> _Task_
In the data below, the answer is the run of lines from the line containing "pub struct AnalysisConfig" through the line containing "the built-in list.", both included; print it exactly and nothing else.

> _Source material_
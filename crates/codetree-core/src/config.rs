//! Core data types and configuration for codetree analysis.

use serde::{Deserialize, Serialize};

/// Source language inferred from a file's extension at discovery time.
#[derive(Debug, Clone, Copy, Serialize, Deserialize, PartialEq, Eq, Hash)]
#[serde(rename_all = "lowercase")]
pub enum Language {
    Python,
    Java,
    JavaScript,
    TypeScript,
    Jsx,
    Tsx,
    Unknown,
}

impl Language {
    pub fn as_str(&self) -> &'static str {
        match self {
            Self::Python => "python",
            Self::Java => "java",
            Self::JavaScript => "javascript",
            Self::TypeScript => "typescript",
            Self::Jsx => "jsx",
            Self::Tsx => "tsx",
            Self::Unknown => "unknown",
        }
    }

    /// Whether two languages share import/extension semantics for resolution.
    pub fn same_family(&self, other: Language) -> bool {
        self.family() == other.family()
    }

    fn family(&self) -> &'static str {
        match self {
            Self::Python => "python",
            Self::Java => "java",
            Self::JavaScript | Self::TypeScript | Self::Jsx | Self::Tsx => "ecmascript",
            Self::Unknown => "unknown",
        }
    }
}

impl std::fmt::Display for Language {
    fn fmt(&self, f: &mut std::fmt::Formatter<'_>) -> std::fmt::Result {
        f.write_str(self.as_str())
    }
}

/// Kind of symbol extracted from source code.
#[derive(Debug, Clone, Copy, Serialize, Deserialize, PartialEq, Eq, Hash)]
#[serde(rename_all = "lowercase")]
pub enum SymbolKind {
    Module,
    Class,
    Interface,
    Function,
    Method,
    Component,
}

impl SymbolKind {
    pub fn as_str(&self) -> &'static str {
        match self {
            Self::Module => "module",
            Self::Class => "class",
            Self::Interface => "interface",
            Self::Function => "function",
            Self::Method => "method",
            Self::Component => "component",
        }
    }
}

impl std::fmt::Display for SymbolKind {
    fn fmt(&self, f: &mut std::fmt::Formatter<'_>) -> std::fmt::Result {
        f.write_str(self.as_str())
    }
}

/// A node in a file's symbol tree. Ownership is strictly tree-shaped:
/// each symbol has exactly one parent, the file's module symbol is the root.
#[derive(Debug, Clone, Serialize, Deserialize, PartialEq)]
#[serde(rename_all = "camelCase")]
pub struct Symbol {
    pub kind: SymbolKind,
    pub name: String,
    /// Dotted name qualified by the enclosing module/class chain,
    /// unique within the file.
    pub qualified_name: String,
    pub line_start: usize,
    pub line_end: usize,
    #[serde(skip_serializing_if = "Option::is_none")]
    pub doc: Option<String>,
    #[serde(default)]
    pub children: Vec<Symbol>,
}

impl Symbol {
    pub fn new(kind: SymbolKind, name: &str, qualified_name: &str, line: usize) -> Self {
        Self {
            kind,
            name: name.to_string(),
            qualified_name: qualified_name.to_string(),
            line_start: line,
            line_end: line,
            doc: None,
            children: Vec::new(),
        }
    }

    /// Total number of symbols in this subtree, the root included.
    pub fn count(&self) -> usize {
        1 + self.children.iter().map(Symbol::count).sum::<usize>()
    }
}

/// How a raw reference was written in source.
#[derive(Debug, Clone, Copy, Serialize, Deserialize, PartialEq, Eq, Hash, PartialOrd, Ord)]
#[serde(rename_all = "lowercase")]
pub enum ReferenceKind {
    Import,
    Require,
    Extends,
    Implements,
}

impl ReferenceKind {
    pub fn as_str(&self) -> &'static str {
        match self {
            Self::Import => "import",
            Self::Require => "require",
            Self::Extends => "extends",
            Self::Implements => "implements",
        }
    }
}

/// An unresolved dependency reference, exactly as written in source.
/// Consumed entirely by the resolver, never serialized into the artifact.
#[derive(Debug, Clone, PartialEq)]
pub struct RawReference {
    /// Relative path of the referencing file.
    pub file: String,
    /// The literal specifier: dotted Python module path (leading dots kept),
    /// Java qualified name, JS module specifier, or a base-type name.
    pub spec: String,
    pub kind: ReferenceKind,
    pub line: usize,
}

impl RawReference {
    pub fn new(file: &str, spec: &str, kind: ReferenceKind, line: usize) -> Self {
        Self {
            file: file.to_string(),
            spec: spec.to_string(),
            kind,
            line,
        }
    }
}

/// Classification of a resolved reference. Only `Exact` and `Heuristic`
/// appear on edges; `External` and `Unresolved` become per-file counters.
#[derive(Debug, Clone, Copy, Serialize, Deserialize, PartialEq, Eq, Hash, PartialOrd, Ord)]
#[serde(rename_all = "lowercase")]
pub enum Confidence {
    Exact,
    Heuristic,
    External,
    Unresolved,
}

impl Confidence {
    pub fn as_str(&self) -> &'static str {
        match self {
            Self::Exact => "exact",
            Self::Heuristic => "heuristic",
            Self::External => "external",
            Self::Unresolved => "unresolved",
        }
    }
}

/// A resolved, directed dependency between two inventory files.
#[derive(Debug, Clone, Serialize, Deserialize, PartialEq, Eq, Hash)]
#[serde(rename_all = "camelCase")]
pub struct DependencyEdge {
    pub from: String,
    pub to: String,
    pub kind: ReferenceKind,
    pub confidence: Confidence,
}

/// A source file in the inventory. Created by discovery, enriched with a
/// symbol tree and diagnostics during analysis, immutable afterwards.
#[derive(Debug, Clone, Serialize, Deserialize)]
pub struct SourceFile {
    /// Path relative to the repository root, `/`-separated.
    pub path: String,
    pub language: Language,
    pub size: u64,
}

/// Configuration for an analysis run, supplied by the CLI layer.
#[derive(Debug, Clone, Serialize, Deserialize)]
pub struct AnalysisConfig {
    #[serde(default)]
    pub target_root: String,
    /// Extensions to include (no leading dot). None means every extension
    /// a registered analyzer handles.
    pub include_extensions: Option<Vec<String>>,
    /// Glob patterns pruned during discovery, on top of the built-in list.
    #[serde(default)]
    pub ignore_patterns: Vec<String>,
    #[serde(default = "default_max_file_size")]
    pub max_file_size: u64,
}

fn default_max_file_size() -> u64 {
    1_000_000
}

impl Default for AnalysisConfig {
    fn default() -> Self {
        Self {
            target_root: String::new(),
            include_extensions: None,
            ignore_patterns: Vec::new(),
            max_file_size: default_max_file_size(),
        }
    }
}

> _Answer space_
pub struct AnalysisConfig {
    #[serde(default)]
    pub target_root: String,
    /// Extensions to include (no leading dot). None means every extension
    /// a registered analyzer handles.
    pub include_extensions: Option<Vec<String>>,
    /// Glob patterns pruned during discovery, on top of the built-in list.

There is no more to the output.